**About this exercise**
Lines containing the word "ScriptedServer" in the data below: say how many, with no other text.

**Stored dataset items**
···

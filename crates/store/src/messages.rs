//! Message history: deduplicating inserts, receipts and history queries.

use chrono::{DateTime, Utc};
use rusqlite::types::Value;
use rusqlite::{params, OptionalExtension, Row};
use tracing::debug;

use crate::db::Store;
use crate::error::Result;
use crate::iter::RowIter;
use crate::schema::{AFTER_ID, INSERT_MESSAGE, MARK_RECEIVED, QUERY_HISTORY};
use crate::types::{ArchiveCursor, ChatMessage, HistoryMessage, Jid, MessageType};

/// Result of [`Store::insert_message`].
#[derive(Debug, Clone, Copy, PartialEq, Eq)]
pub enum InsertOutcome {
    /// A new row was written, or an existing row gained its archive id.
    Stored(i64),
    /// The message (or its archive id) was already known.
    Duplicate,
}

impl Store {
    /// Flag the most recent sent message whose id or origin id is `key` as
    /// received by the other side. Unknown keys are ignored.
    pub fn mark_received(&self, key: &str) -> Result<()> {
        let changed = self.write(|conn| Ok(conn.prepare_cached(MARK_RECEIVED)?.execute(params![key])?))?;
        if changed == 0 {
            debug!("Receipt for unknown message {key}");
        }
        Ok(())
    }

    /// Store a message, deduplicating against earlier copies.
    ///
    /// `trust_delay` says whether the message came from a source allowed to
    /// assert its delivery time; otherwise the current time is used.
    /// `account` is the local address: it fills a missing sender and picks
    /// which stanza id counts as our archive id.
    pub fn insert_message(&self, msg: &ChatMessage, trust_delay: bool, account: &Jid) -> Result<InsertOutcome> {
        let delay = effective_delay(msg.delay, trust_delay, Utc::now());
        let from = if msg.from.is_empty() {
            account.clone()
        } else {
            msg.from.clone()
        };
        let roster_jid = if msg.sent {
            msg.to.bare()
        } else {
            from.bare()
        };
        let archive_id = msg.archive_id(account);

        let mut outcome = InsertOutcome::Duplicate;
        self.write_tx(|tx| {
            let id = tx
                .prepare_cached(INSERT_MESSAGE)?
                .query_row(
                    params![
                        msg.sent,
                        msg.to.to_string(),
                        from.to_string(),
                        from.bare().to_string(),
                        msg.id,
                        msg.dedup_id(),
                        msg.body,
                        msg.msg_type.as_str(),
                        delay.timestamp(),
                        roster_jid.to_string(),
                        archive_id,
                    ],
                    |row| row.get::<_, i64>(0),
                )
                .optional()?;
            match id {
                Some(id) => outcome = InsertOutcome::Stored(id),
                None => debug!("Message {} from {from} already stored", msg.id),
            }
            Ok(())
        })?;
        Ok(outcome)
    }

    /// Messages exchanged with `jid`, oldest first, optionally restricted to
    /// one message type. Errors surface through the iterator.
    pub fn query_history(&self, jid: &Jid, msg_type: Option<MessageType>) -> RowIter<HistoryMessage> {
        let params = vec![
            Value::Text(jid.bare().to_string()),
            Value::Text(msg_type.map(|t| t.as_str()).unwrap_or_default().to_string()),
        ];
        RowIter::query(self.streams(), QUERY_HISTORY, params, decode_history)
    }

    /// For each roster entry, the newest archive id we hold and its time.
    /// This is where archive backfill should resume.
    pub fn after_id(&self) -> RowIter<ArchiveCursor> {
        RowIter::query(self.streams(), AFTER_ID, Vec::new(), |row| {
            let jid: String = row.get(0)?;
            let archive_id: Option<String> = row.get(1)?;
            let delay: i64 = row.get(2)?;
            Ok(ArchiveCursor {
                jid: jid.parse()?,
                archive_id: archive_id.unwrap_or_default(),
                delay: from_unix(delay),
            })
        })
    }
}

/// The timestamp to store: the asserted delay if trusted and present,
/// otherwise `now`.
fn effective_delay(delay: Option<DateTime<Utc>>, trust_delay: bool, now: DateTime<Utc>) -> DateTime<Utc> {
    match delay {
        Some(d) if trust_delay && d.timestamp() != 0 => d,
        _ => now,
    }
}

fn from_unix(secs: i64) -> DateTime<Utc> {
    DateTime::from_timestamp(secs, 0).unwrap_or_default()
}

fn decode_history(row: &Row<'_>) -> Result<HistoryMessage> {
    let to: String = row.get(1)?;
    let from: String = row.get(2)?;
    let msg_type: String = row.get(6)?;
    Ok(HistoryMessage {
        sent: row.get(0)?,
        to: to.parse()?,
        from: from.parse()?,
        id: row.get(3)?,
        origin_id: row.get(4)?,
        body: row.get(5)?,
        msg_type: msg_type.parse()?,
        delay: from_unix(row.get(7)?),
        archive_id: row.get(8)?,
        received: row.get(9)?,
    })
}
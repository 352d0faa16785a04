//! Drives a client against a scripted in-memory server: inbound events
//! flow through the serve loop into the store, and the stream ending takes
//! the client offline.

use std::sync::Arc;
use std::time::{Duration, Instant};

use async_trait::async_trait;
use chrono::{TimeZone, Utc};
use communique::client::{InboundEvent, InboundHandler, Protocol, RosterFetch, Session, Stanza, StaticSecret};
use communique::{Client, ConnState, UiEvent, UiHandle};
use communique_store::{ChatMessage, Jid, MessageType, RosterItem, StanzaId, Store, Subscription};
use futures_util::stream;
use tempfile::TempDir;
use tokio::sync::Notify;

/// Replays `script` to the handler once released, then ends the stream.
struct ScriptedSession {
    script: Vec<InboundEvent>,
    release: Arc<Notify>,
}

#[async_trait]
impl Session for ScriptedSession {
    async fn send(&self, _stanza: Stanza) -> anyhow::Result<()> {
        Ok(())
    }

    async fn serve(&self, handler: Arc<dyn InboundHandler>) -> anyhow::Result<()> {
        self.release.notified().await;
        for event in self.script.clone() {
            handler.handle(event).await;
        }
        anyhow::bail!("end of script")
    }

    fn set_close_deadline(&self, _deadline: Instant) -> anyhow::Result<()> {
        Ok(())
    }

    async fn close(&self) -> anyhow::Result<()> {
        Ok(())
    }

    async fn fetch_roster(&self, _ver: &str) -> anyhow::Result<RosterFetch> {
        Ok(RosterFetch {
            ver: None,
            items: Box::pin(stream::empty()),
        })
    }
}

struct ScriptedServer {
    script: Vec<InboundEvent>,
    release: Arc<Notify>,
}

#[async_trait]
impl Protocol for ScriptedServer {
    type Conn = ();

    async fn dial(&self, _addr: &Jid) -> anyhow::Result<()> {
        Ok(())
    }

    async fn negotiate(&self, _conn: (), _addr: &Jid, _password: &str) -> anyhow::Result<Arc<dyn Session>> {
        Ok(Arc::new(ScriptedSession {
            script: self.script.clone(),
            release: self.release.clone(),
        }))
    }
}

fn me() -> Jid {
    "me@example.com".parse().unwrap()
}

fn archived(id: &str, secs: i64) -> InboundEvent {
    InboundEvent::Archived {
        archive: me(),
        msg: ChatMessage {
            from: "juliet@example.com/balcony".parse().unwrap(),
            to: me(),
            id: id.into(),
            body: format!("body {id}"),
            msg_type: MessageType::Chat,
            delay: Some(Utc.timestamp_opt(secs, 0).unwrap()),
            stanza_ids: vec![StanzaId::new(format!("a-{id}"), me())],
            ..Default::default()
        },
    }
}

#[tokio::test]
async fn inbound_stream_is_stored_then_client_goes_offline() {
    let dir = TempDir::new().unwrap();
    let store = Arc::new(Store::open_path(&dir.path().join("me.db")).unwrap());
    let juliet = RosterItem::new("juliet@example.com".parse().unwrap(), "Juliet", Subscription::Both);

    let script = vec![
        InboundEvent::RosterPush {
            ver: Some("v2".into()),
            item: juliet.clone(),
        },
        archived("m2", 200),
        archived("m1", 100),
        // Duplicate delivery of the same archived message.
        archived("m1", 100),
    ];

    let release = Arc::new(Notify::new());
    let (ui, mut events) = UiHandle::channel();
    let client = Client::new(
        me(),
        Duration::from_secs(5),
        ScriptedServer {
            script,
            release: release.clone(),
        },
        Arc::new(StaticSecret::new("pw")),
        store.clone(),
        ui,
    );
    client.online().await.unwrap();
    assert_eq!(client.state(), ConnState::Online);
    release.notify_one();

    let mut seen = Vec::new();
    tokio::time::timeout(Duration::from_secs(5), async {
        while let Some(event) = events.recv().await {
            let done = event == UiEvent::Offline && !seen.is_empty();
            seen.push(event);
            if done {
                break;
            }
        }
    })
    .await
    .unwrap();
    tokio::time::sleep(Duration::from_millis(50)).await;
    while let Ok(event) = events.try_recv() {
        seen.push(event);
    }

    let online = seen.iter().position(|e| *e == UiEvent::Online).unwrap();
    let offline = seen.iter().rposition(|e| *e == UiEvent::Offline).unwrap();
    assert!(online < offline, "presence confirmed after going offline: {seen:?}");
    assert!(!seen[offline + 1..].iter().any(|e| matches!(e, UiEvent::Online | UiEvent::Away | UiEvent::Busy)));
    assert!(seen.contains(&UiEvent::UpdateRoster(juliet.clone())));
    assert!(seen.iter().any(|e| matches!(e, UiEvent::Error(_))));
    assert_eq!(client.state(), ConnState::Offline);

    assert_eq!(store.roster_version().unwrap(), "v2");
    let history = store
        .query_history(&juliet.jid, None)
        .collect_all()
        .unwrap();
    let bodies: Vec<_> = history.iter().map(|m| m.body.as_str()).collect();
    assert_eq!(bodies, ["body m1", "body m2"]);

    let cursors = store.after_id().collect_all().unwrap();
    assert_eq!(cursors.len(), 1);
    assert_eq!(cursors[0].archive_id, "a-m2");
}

···

**Exercise answer**
3